Jean-Luc Chatelain, executive VP for strategy and technology at DataDirect Networks, is excited about the opportunities in big data both for his company, related startups, and today's students who are learning to become tomorrow's big data experts. “The opportunities are limitless,” he told SiliconAngle Founder John Furrier on his Webcast interview program, “Extraction Point”. “And that's because information is the new currency. So think of massive amounts of oil flowing, and we can all play with that, and we can do something with that oil, and we will get wealthy and successful doing that. We can do the same with information. Our lives in 5-10 years will be completely driven by how that information is being used.”
For students now in high school or university, he has some good news. “A lot of new jobs are going to be created around information.” To qualify for those jobs, he says, students should major in math or computer science for a technical career. “Now if you’re a business guy, be very aware of your business processes and educate yourself on the turning points of your business so you can translate how you can optimize your business to the math geek and to the computer science geek so they can do the magic behind the scene.”
Math, he says, is the basis for the new role of data scientist. They “figure out the formulas that make the magic” to turn big data into valuable business information. But, “generally they have no clue about how to implement the formula. That’s where the CS guys are coming in. And that’s why I said these two fields are fairly complementary.”
He predicts that several new career paths will be created that will involve applying these and related skill sets in the new data-driven business future. These will include the information architect as distinct from the data warehouse architect who created data schemas. In the new business environment, the demands for near real-time analysis do not allow time for tightly organizing data into schemas, and in any case much of the data is semi-structured and unstructured and resists that approach.
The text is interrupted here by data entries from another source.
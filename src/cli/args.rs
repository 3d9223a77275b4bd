//! CLI argument parsing

use clap::{Parser, Subcommand};
use std::path::PathBuf;

/// Generate UML diagrams from C and C++ codebases
#[derive(Parser, Debug)]
#[command(name = "draughtsman")]
#[command(about = "Generate UML diagrams from C and C++ codebases")]
#[command(version)]
pub struct Args {
    #[command(subcommand)]
    pub command: Command,
}

impl Args {
    pub fn parse_args() -> Self {
        Parser::parse()
    }
}

#[derive(Subcommand, Debug)]
pub enum Command {
    /// Generate the diagrams defined in the configuration
    Generate {
        /// Config file path
        #[arg(short, long, default_value = "draughtsman.toml")]
        config: PathBuf,

        /// Diagram names to generate (all when omitted, can be repeated)
        #[arg(short = 'n', long = "name")]
        names: Vec<String>,

        /// Output directory
        #[arg(short, long)]
        output: Option<PathBuf>,

        /// Output dialect (plantuml, mermaid, json, graphml)
        #[arg(short, long, default_value = "plantuml")]
        generator: String,

        /// Worker pool size (defaults to hardware concurrency)
        #[arg(short, long)]
        threads: Option<usize>,

        /// Produce empty artifacts instead of failing on empty diagrams
        #[arg(long)]
        allow_empty_diagrams: bool,

        /// Skip the metadata block in generated artifacts
        #[arg(long)]
        no_metadata: bool,

        /// Emit logs as JSON
        #[arg(long)]
        log_json: bool,

        /// Verbose output
        #[arg(short, long)]
        verbose: bool,
    },

    /// Write a starter configuration file
    Init {
        /// Directory to initialize
        #[arg(default_value = ".")]
        path: PathBuf,
    },

    /// Show version information
    Version,
}
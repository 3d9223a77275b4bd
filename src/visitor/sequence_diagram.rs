// Sequence diagram translation unit visitor
//
// Walks function and method bodies and records call sites in visit order,
// one activity per caller. Entry point selection happens later, against the
// configured start_from list.

use std::path::PathBuf;

use crate::config::DiagramConfig;
use crate::diagram::sequence::{Activity, Message, MessageKind, SequenceDiagram};
use crate::error::Result;
use crate::frontend::{CallExpr, Decl, RecordDecl, Stmt, TranslationUnit, Usr};
use crate::model::canonicalize;

pub struct SequenceDiagramVisitor<'a> {
    diagram: &'a mut SequenceDiagram,
    config: &'a DiagramConfig,
    tu_path: PathBuf,
}

impl<'a> SequenceDiagramVisitor<'a> {
    pub fn new(diagram: &'a mut SequenceDiagram, config: &'a DiagramConfig) -> Self {
        Self {
            diagram,
            config,
            tu_path: PathBuf::new(),
        }
    }

    pub fn visit_translation_unit(&mut self, tu: &TranslationUnit) -> Result<()> {
        self.tu_path = tu.path.clone();
        for decl in &tu.declarations {
            self.visit_decl(decl)?;
        }
        Ok(())
    }

    fn visit_decl(&mut self, decl: &Decl) -> Result<()> {
        match decl {
            Decl::Namespace(ns) => {
                for nested in &ns.declarations {
                    self.visit_decl(nested)?;
                }
            }
            Decl::Function(function) => {
                if !function.body.is_empty() {
                    let participant = format!("{}()", canonicalize(&function.qualified_name));
                    let mut activity = Activity::new(
                        function.usr.as_str(),
                        participant,
                        canonicalize(&function.qualified_name),
                    );
                    activity.is_free_function = true;
                    activity.file = function.location.as_ref().map(|l| l.file.clone());
                    activity.line = function.location.as_ref().map(|l| l.line);
                    self.diagram.ensure_activity(activity);
                    self.process_body(&function.usr, &function.body);
                }
            }
            Decl::Record(record) => self.visit_record(record)?,
            Decl::Enum(_) | Decl::Concept(_) | Decl::Alias(_) => {}
        }
        Ok(())
    }

    fn visit_record(&mut self, record: &RecordDecl) -> Result<()> {
        let participant = canonicalize(&record.qualified_name);
        for method in &record.methods {
            if method.body.is_empty() {
                continue;
            }
            let mut activity = Activity::new(
                method.usr.as_str(),
                participant.clone(),
                format!("{}::{}", participant, method.name),
            );
            activity.file = method.location.as_ref().map(|l| l.file.clone());
            activity.line = method.location.as_ref().map(|l| l.line);
            self.diagram.ensure_activity(activity);
            self.process_body(&method.usr, &method.body);
        }

        for nested in &record.nested_records {
            self.visit_record(nested)?;
        }
        Ok(())
    }

    /// Record the statements of one activity in visit order
    fn process_body(&mut self, caller: &Usr, body: &[Stmt]) {
        let caller_participant = match self.diagram.activity(caller.as_str()) {
            Some(activity) => activity.participant.clone(),
            None => return,
        };

        for stmt in body {
            match stmt {
                Stmt::Call(call) => self.process_call(caller, &caller_participant, call),
                Stmt::Conditional { body } => {
                    if self.config.generate_condition_statements {
                        self.diagram.add_message(
                            caller.as_str(),
                            Message::marker(
                                &caller_participant,
                                caller.as_str(),
                                MessageKind::ConditionalEnter,
                            ),
                        );
                    }
                    self.process_body(caller, body);
                    if self.config.generate_condition_statements {
                        self.diagram.add_message(
                            caller.as_str(),
                            Message::marker(
                                &caller_participant,
                                caller.as_str(),
                                MessageKind::ConditionalExit,
                            ),
                        );
                    }
                }
                Stmt::Loop { body } => {
                    if self.config.generate_condition_statements {
                        self.diagram.add_message(
                            caller.as_str(),
                            Message::marker(
                                &caller_participant,
                                caller.as_str(),
                                MessageKind::LoopEnter,
                            ),
                        );
                    }
                    self.process_body(caller, body);
                    if self.config.generate_condition_statements {
                        self.diagram.add_message(
                            caller.as_str(),
                            Message::marker(
                                &caller_participant,
                                caller.as_str(),
                                MessageKind::LoopExit,
                            ),
                        );
                    }
                }
                Stmt::Lambda { usr, body } => {
                    let mut lambda = Activity::new(
                        usr.as_str(),
                        format!("{}::(lambda)", caller_participant),
                        format!("{}::(lambda)", caller_participant),
                    );
                    lambda.is_lambda = true;
                    self.diagram.ensure_activity(lambda);

                    self.diagram.add_message(
                        caller.as_str(),
                        Message {
                            from: caller_participant.clone(),
                            to: format!("{}::(lambda)", caller_participant),
                            from_usr: caller.as_str().to_string(),
                            to_usr: usr.as_str().to_string(),
                            name: "operator()()".to_string(),
                            return_type: "void".to_string(),
                            kind: MessageKind::Call,
                        },
                    );
                    self.process_body(usr, body);
                }
            }
        }
    }

    fn process_call(&mut self, caller: &Usr, caller_participant: &str, call: &CallExpr) {
        let callee_name = canonicalize(&call.callee_name);
        let (to_participant, message_name) = match &call.callee_record {
            Some(record) => {
                let record = canonicalize(record);
                let method = callee_name
                    .rsplit("::")
                    .next()
                    .unwrap_or(&callee_name)
                    .to_string();
                (record, format!("{}()", method))
            }
            None => {
                let short = callee_name
                    .rsplit("::")
                    .next()
                    .unwrap_or(&callee_name)
                    .to_string();
                (format!("{}()", callee_name), format!("{}()", short))
            }
        };

        if !self.diagram.should_include(&to_participant) {
            return;
        }

        self.diagram.add_message(
            caller.as_str(),
            Message {
                from: caller_participant.to_string(),
                to: to_participant,
                from_usr: caller.as_str().to_string(),
                to_usr: call.callee_usr.as_str().to_string(),
                name: message_name,
                return_type: call.return_type.clone(),
                kind: MessageKind::Call,
            },
        );
    }
}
Instead the information architect will evolve from a librarian-like role and involve librarian skills with business, math, and technical knowledge to manage the data and organize it to support the analysis that will answer the vital questions on which business strategy will turn, often very quickly as conditions change.
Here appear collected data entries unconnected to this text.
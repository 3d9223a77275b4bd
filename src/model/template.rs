// Template parameters and the unexposed type-expression parser
//
// The front-end sometimes surfaces a template argument only as a raw string
// (a dependent type, an alias chain it did not resolve). Those arguments are
// parsed here into a structured tree but stay marked as unexposed, so
// emitters can render the original spelling verbatim.

use serde::{Deserialize, Serialize};
use std::fmt;

/// Kind of template parameter or argument
#[derive(Debug, Clone, Copy, PartialEq, Eq, Hash, Serialize, Deserialize)]
#[serde(rename_all = "snake_case")]
pub enum TemplateParameterKind {
    /// A template type parameter, e.g. `T` or `type-parameter-0-1`
    TemplateType,
    /// A concrete type argument, e.g. `int` or `std::string`
    Argument,
    /// A non-type value argument, e.g. `42`
    NonTypeTemplate,
    /// A template-template parameter, e.g. `C<>`
    TemplateTemplate,
}

/// A template parameter, argument, or pack element
///
/// May recursively hold the nested parameters of a template specialization
/// argument.
#[derive(Debug, Clone, PartialEq, Eq, Serialize, Deserialize)]
pub struct TemplateParameter {
    pub kind: TemplateParameterKind,
    /// Rendered type for arguments, constraint for type parameters
    pub r#type: Option<String>,
    /// Parameter name for type parameters
    pub name: Option<String>,
    /// Default value or default type
    pub default_value: Option<String>,
    /// Pack expansion (`Ts...`)
    pub is_variadic: bool,
    /// True when the front-end reported the argument only as a string
    pub is_unexposed: bool,
    /// Canonical `type-parameter-<depth>-<index>` coordinates
    pub index: Option<(u32, u32)>,
    /// Qualifier attached to a canonical type parameter (`&`, `&&`, `const&`)
    pub qualifier: Option<String>,
    /// Nested template parameters
    pub params: Vec<TemplateParameter>,
}

impl TemplateParameter {
    fn empty(kind: TemplateParameterKind) -> Self {
        Self {
            kind,
            r#type: None,
            name: None,
            default_value: None,
            is_variadic: false,
            is_unexposed: false,
            index: None,
            qualifier: None,
            params: Vec::new(),
        }
    }

    /// A named template type parameter (`T`)
    pub fn make_template_type(name: impl Into<String>) -> Self {
        let mut p = Self::empty(TemplateParameterKind::TemplateType);
        p.name = Some(name.into());
        p
    }

    /// A resolved concrete type argument
    pub fn make_argument(r#type: impl Into<String>) -> Self {
        let mut p = Self::empty(TemplateParameterKind::Argument);
        p.r#type = Some(r#type.into());
        p
    }

    /// A non-type value argument
    pub fn make_non_type(value: impl Into<String>) -> Self {
        let mut p = Self::empty(TemplateParameterKind::NonTypeTemplate);
        p.r#type = Some(value.into());
        p
    }

    /// A template-template parameter
    pub fn make_template_template(name: impl Into<String>) -> Self {
        let mut p = Self::empty(TemplateParameterKind::TemplateTemplate);
        p.name = Some(name.into());
        p
    }

    /// An argument whose structure the front-end reported only as a string
    pub fn make_unexposed_argument(r#type: impl Into<String>) -> Self {
        let mut p = Self::make_argument(r#type);
        p.is_unexposed = true;
        p
    }

    pub fn with_default(mut self, default_value: impl Into<String>) -> Self {
        self.default_value = Some(default_value.into());
        self
    }

    pub fn add_param(&mut self, param: TemplateParameter) {
        self.params.push(param);
    }

    /// The spelling used in diagram prose
    pub fn display_name(&self) -> String {
        let base = self
            .name
            .as_deref()
            .or(self.r#type.as_deref())
            .unwrap_or_default()
            .to_string();
        let mut out = if self.params.is_empty() {
            base
        } else {
            let args: Vec<String> = self.params.iter().map(|p| p.display_name()).collect();
            format!("{}<{}>", base, args.join(","))
        };
        if self.is_variadic {
            out.push_str("...");
        }
        out
    }
}

impl fmt::Display for TemplateParameter {
    fn fmt(&self, f: &mut fmt::Formatter<'_>) -> fmt::Result {
        write!(f, "{}", self.display_name())
    }
}

/// Render a template parameter list as `<a,b,c>`
pub fn render_param_list(params: &[TemplateParameter]) -> String {
    if params.is_empty() {
        return String::new();
    }
    let names: Vec<String> = params.iter().map(|p| p.display_name()).collect();
    format!("<{}>", names.join(","))
}

/// Extract the coordinates of a canonical `type-parameter-N-M` spelling,
/// with its trailing qualifier if any
pub fn extract_type_parameter_index(token: &str) -> Option<(u32, u32, Option<String>)> {
    let rest = token.strip_prefix("type-parameter-")?;
    let mut words = rest.splitn(2, ' ');
    let coords = words.next()?;
    let qualifier = words.next().map(str::trim).map(str::to_string);
    let mut parts = coords.split('-');
    let left = parts.next()?.parse().ok()?;
    let right = parts.next()?.parse().ok()?;
    Some((left, right, qualifier))
}

/// Strip the class/typename/struct keywords the front-end leaves on
/// unexposed argument spellings
fn trim_typename(token: &str) -> &str {
    let mut t = token.trim();
    for keyword in ["class ", "typename ", "struct "] {
        if let Some(stripped) = t.strip_prefix(keyword) {
            t = stripped.trim();
        }
    }
    t
}

/// Parse an unexposed template argument list into a parameter tree
///
/// `ns_resolve` expands aliases and typedefs discovered in context; callers
/// with no alias knowledge pass the identity function. Unresolved tokens
/// survive as opaque unexposed strings so nothing is silently dropped. An
/// unterminated `<` is closed at end of input, keeping the leftover text.
pub fn parse_unexposed_template_params<F>(
    params: &str,
    ns_resolve: &F,
    depth: usize,
) -> Vec<TemplateParameter>
where
    F: Fn(&str) -> String,
{
    let chars: Vec<char> = params.chars().collect();
    let mut res = Vec::new();
    let mut current = String::new();
    let mut nested: Vec<TemplateParameter> = Vec::new();
    let mut i = 0;

    let finalize =
        |current: &mut String, nested: &mut Vec<TemplateParameter>, res: &mut Vec<TemplateParameter>| {
            let mut spelling = trim_typename(current).to_string();
            current.clear();

            let mut variadic = false;
            if let Some(stripped) = spelling.strip_suffix("...") {
                variadic = true;
                spelling = stripped.trim_end().to_string();
            }

            if spelling.is_empty() && nested.is_empty() {
                return;
            }

            let mut param = TemplateParameter::make_unexposed_argument(ns_resolve(&spelling));
            param.is_variadic = variadic;
            if let Some((l, r, qualifier)) = extract_type_parameter_index(&spelling) {
                param.kind = TemplateParameterKind::TemplateType;
                param.index = Some((l, r));
                param.qualifier = qualifier;
            }
            param.params = std::mem::take(nested);
            res.push(param);
        };

    while i < chars.len() {
        match chars[i] {
            '<' => {
                // Find the matching closing bracket; an unterminated list is
                // closed at end of input
                let start = i + 1;
                let mut level = 0;
                let mut j = start;
                while j < chars.len() {
                    match chars[j] {
                        '<' => level += 1,
                        '>' => {
                            if level == 0 {
                                break;
                            }
                            level -= 1;
                        }
                        _ => {}
                    }
                    j += 1;
                }
                let inner: String = chars[start..j].iter().collect();
                nested = parse_unexposed_template_params(&inner, ns_resolve, depth + 1);
                if nested.is_empty() && !inner.trim().is_empty() {
                    nested.push(TemplateParameter::make_unexposed_argument(inner.trim()));
                }
                i = j;
            }
            '>' => {
                finalize(&mut current, &mut nested, &mut res);
                if depth == 0 {
                    break;
                }
            }
            ',' => {
                finalize(&mut current, &mut nested, &mut res);
            }
            c => current.push(c),
        }
        i += 1;
    }

    if !current.trim().is_empty() || !nested.is_empty() {
        finalize(&mut current, &mut nested, &mut res);
    }

    res
}

/// Tokenize an unexposed template parameter spelling
///
/// Splits on identifiers, `::`, brackets, `,`, `*` and `...`; the
/// class/typename/struct keywords are dropped, qualifiers stay attached to
/// the token stream for the caller to interpret.
pub fn tokenize_template_parameter(input: &str) -> Vec<String> {
    let mut result = Vec::new();

    for word in input.split_whitespace() {
        if is_qualified_identifier(word) {
            if !is_dropped_keyword(word) {
                result.push(word.to_string());
            }
            continue;
        }

        let mut tok = String::new();
        for c in word.chars() {
            match c {
                '(' | ')' | '[' | ']' | '*' | ',' | '<' | '>' => {
                    if !tok.is_empty() {
                        result.push(std::mem::take(&mut tok));
                    }
                    result.push(c.to_string());
                }
                '.' => {
                    if tok == ".." {
                        result.push("...".to_string());
                        tok.clear();
                    } else if tok == "." {
                        tok.push('.');
                    } else {
                        if !tok.is_empty() {
                            result.push(std::mem::take(&mut tok));
                        }
                        tok.push('.');
                    }
                }
                _ => tok.push(c),
            }
        }

        if !tok.is_empty() && !is_dropped_keyword(&tok) {
            result.push(tok);
        }
    }

    result
}

fn is_dropped_keyword(t: &str) -> bool {
    matches!(t, "class" | "typename" | "struct")
}

fn is_qualified_identifier(t: &str) -> bool {
    let mut chars = t.chars();
    match chars.next() {
        Some(c) if c.is_alphabetic() || c == '_' => {}
        _ => return false,
    }
    t.chars().all(|c| c.is_alphanumeric() || c == '_' || c == ':')
}
/// Like [`generate_diagram`], with a caller-owned stop token
pub fn generate_diagram_cancellable(
    name: &str,
    diagram_config: &DiagramConfig,
    config: &Config,
    compdb: &CompilationDatabase,
    frontend: &(impl Frontend + ?Sized),
    cancel: &AtomicBool,
) -> Result<DiagramModel> {
    let translation_units = compdb.matching(&diagram_config.glob)?;
    info!(
        diagram = name,
        translation_units = translation_units.len(),
        "generating diagram"
    );

    let workers = worker_count(config, translation_units.len());
    let queue: Mutex<VecDeque<(usize, PathBuf)>> =
        Mutex::new(translation_units.into_iter().enumerate().collect());
    let partials: Mutex<Vec<(usize, DiagramModel)>> = Mutex::new(Vec::new());
    let failures: Mutex<Vec<(PathBuf, Error)>> = Mutex::new(Vec::new());
    let fatal: Mutex<Option<Error>> = Mutex::new(None);

    std::thread::scope(|scope| {
        for _ in 0..workers {
            scope.spawn(|| loop {
                if cancel.load(Ordering::Relaxed) {
                    break;
                }
                let next = queue.lock().expect("queue lock").pop_front();
                let Some((index, path)) = next else { break };

                debug!(path = %path.display(), "processing translation unit");
                match frontend.parse_translation_unit(&path) {
                    Ok(tu) => {
                        match build_partial(name, diagram_config, config, compdb, &tu) {
                            Ok(partial) => {
                                partials.lock().expect("partials lock").push((index, partial));
                            }
                            Err(e) => {
                                // A model invariant broke; stop handing out
                                // new units
                                *fatal.lock().expect("fatal lock") = Some(e);
                                cancel.store(true, Ordering::Relaxed);
                            }
                        }
                    }
                    Err(e) if e.is_local() => {
                        error!(path = %path.display(), error = %e, "translation unit failed");
                        failures.lock().expect("failures lock").push((path, e));
                    }
                    Err(e) => {
                        *fatal.lock().expect("fatal lock") = Some(e);
                        cancel.store(true, Ordering::Relaxed);
                    }
                }
            });
        }
    });

    if let Some(e) = fatal.into_inner().expect("fatal lock") {
        return Err(e);
    }

    let failures = failures.into_inner().expect("failures lock");
    let mut partials = partials.into_inner().expect("partials lock");
    partials.sort_by_key(|(index, _)| *index);

    if !failures.is_empty() {
        warn!(
            diagram = name,
            failed = failures.len(),
            "translation units skipped due to parse failures"
        );
        if partials.is_empty() {
            let (path, e) = failures.into_iter().next().expect("non-empty failures");
            return Err(Error::translation_unit(
                path,
                format!("all translation units failed, first error: {}", e),
            ));
        }
    }

    let mut model = empty_model(name, diagram_config, config, compdb);
    for (_, partial) in partials {
        merge_into(&mut model, partial)?;
    }
    finalize(&mut model, diagram_config);

    if model.is_empty() {
        if config.allow_empty_diagrams {
            warn!(diagram = name, "diagram matched no elements");
        } else {
            return Err(Error::EmptyDiagram(name.to_string()));
        }
    }

    Ok(model)
}

fn worker_count(config: &Config, units: usize) -> usize {
    let hardware = std::thread::available_parallelism()
        .map(|n| n.get())
        .unwrap_or(1);
    config.threads.unwrap_or(hardware).min(units).max(1)
}

fn diagram_filter(
    diagram_config: &DiagramConfig,
    compdb: &CompilationDatabase,
) -> DiagramFilter {
    DiagramFilter::new(
        diagram_config.include.clone(),
        diagram_config.exclude.clone(),
    )
    .with_root(compdb.directory())
}

fn empty_model(
    name: &str,
    diagram_config: &DiagramConfig,
    _config: &Config,
    compdb: &CompilationDatabase,
) -> DiagramModel {
    let filter = diagram_filter(diagram_config, compdb);
    let root = diagram_config.root_namespace();
    match diagram_config.r#type {
        DiagramType::Class => DiagramModel::Class(ClassDiagram::new(name, root, filter)),
        DiagramType::Package => DiagramModel::Package(PackageDiagram::new(name, root, filter)),
        DiagramType::Include => DiagramModel::Include(IncludeDiagram::new(name, filter)),
        DiagramType::Sequence => DiagramModel::Sequence(SequenceDiagram::new(name, root, filter)),
    }
}

/// Build the partial diagram of a single translation unit
fn build_partial(
    name: &str,
    diagram_config: &DiagramConfig,
    config: &Config,
    compdb: &CompilationDatabase,
    tu: &crate::frontend::TranslationUnit,
) -> Result<DiagramModel> {
    let mut model = empty_model(name, diagram_config, config, compdb);
    match &mut model {
        DiagramModel::Class(diagram) => {
            ClassDiagramVisitor::new(diagram, diagram_config).visit_translation_unit(tu)?;
        }
        DiagramModel::Package(diagram) => {
            PackageDiagramVisitor::new(diagram, diagram_config).visit_translation_unit(tu)?;
        }
        DiagramModel::Include(diagram) => {
            IncludeDiagramVisitor::new(diagram, diagram_config, compdb.directory())
                .visit_translation_unit(tu)?;
        }
        DiagramModel::Sequence(diagram) => {
            SequenceDiagramVisitor::new(diagram, diagram_config).visit_translation_unit(tu)?;
        }
    }
    Ok(model)
}

/// Union a partial diagram into the global model
///
/// Merging is idempotent: the same id merges by attribute union, with
/// complete definitions preferred over forward declarations. Distinct
/// canonical names arriving under one id are a fatal identity collision.
fn merge_into(global: &mut DiagramModel, partial: DiagramModel) -> Result<()> {
    match (global, partial) {
        (DiagramModel::Class(global), DiagramModel::Class(partial)) => {
            let (classes, relationships) = partial.into_parts();
            for class in classes {
                global.add_class(class)?;
            }
            for relationship in relationships {
                global.add_relationship(relationship);
            }
        }
        (DiagramModel::Package(global), DiagramModel::Package(partial)) => {
            for package in partial.into_packages() {
                global.add_package(package)?;
            }
        }
        (DiagramModel::Include(global), DiagramModel::Include(partial)) => {
            let (files, relationships) = partial.into_parts();
            for file in files {
                global.add_file(file);
            }
            for relationship in relationships {
                global.add_include(relationship.source, relationship.target);
            }
        }
        (DiagramModel::Sequence(global), DiagramModel::Sequence(partial)) => {
            for (_, activity) in partial.into_sequences() {
                let messages = activity.messages.clone();
                let merged = global.ensure_activity(activity);
                if merged.messages.is_empty() {
                    merged.messages = messages;
                }
            }
        }
        _ => unreachable!("partial diagrams share the kind of their global model"),
    }
    Ok(())
}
Another will be information steward, who will manage the data and provide governance. They will not own the data, but they will manage and care for it.
He is also very excited about the opportunity for DDN and other companies, including many startups, working at all levels of the big data environment. Hardly a startup itself, DDN is well known for its high-performance storage systems that are used in some of the most demanding environments. That alone provides it with a continuing high-growth profile. However, Mr. Chantelain sees a major new opportunity for DDN to build a new kind of storage appliance that combines very large storage capacity with compute power to run analytics against the big data database it will contain. This fits into the developing Hadoop-style big data architecture. The size of these databases makes the normal strategy of sending the data to a server for analysis across the network impractical. By comparison, the analytics code for a specific analysis is small, making it logical to reverse this pattern and send the analytics application to the data. But that demands a data storage appliance that contains adequate compute capabilities to support that analysis. That is what he anticipates DDN will build in response to the opportunity that big data provides.
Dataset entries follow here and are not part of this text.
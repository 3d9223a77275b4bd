// Template context assembly
//
// Serializes a diagram into the context consumed by text templates: the
// title template, user overrides, and the JSON emitter all read from it.
// User-supplied values are inserted under dotted paths; inserting into a
// leaf that is neither an object nor empty is an error.

use serde_json::{Map, Value};
use tera::Tera;

use crate::config::{Config, DiagramConfig};
use crate::diagram::DiagramModel;
use crate::error::{Error, Result};

/// Build the serializable context of one diagram
pub fn diagram_context(
    model: &DiagramModel,
    config: &Config,
    diagram_config: &DiagramConfig,
) -> Result<Value> {
    let mut context = Map::new();
    context.insert("diagram".to_string(), serde_json::to_value(model)?);
    if let Some(layout) = &diagram_config.layout {
        context.insert("layout".to_string(), Value::String(layout.clone()));
    }

    let mut root = Value::Object(context);
    if let Value::Object(user_data) = &config.user_data {
        for (key, value) in user_data {
            insert_at_path(&mut root, &format!("user_data.{}", key), value.clone())?;
        }
    }

    Ok(root)
}

/// Insert a value under a dotted path, creating intermediate objects
///
/// `a.b.c` traverses (and creates) objects `a` and `b` and sets key `c`.
/// Traversing through an existing non-object value is an error.
pub fn insert_at_path(root: &mut Value, path: &str, value: Value) -> Result<()> {
    let mut current = root;
    let segments: Vec<&str> = path.split('.').collect();

    for (position, segment) in segments.iter().enumerate() {
        if segment.is_empty() {
            return Err(Error::UserDataPath {
                path: path.to_string(),
                message: "empty path segment".to_string(),
            });
        }

        let object = match current {
            Value::Object(object) => object,
            Value::Null => {
                *current = Value::Object(Map::new());
                match current {
                    Value::Object(object) => object,
                    _ => unreachable!(),
                }
            }
            _ => {
                return Err(Error::UserDataPath {
                    path: path.to_string(),
                    message: format!("segment '{}' is not an object", segment),
                });
            }
        };

        if position == segments.len() - 1 {
            object.insert(segment.to_string(), value);
            return Ok(());
        }

        current = object
            .entry(segment.to_string())
            .or_insert_with(|| Value::Object(Map::new()));
    }

    Ok(())
}

/// Render a user template (e.g. the diagram title) against the context
pub fn render_template(template: &str, context: &Value) -> Result<String> {
    let tera_context = tera::Context::from_value(context.clone())?;
    Ok(Tera::one_off(template, &tera_context, false)?)
}

#[cfg(test)]
mod tests {
    use super::*;
    use crate::diagram::ClassDiagram;
    use crate::filter::DiagramFilter;
    use crate::model::Namespace;

    #[test]
    fn test_insert_simple_path() {
        let mut root = Value::Object(Map::new());
        insert_at_path(&mut root, "a.b.c", Value::from(42)).unwrap();
        assert_eq!(root["a"]["b"]["c"], 42);
    }

    #[test]
    fn test_insert_into_scalar_leaf_fails() {
        let mut root = Value::Object(Map::new());
        insert_at_path(&mut root, "a", Value::from("scalar")).unwrap();
        let err = insert_at_path(&mut root, "a.b", Value::from(1)).unwrap_err();
        assert!(matches!(err, Error::UserDataPath { .. }));
    }

    #[test]
    fn test_insert_empty_segment_fails() {
        let mut root = Value::Object(Map::new());
        assert!(insert_at_path(&mut root, "a..b", Value::from(1)).is_err());
    }

    #[test]
    fn test_insert_merges_into_existing_object() {
        let mut root = Value::Object(Map::new());
        insert_at_path(&mut root, "a.x", Value::from(1)).unwrap();
        insert_at_path(&mut root, "a.y", Value::from(2)).unwrap();
        assert_eq!(root["a"]["x"], 1);
        assert_eq!(root["a"]["y"], 2);
    }

    #[test]
    fn test_diagram_context_shape() {
        let model = DiagramModel::Class(ClassDiagram::new(
            "main_class",
            Namespace::parse("app"),
            DiagramFilter::default(),
        ));
        let mut config = Config::default();
        config.user_data = serde_json::json!({"author": "me", "meta.version": 2});

        let context = diagram_context(&model, &config, &crate::config::DiagramConfig::default())
            .unwrap();
        assert_eq!(context["diagram"]["name"], "main_class");
        assert_eq!(context["diagram"]["kind"], "class");
        assert_eq!(context["user_data"]["author"], "me");
        assert_eq!(context["user_data"]["meta"]["version"], 2);
    }

    #[test]
    fn test_render_title_template() {
        let context = serde_json::json!({
            "diagram": {"name": "main_class"},
            "user_data": {"author": "me"}
        });
        let rendered = render_template(
            "{{ diagram.name }} by {{ user_data.author }}",
            &context,
        )
        .unwrap();
        assert_eq!(rendered, "main_class by me");
    }
}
This also involves a massive investment on software, and he says, “We’re hiring like crazy” both at DDN's new headquarters in Mountain View, Calif., and at its Colorado facility, which focuses on development of its RAID operating system, and its facility in Columbia, Md.
“I’m really excited about all the work we do around vectorization of compute loads,” he says. “I want to enable function shipping. I wanted to make it trivial for somebody to take their algorithm and almost transparently distribute the work to multiple devices.”
Then hybrid and private clouds that enterprises are beginning to build offer more opportunities. He envisions the development of vertical industry clouds optimized to the needs of a single industry rather than one company. The cloud allows a company to hire compute, network, communications, and storage capabilities as needed either to supplement an internal cloud or to run the entire infrastructure of a start-up company.
And he sees opportunities at all levels for a multitude of companies. “Today we can see more start-ups than ever” springing up in response to the birth of big data.
”Information Will Find Us”
And this is only the beginning. The big-data-driven world is going to have an impact not just on business but on society in general at least as great as the PC revolution of the 1980s had. One of the huge changes Mr. Chantelain foresees is that in ten years, instead of people searching for information, “information will find us and insight will find us, so it’s no longer the Google model.”
And it will find us based on the context. So, for example, “you’ll be landing in Moscow and getting money at an ATM machine, and along with the receipt will be a map for the nearest McDonalds. for example, because the information knows that you’re a McDonalds lover, and that’s what you want when you land to a foreign country.”
That will make a huge difference both in how companies do business and in how all of us live.
Action Item: The data-driven future and big data offer major opportunities for individuals and companies. But the time to start preparing for that future and to define your and your company's place in it is now because the pace of change is increasing, and those who wait too long will be left behind.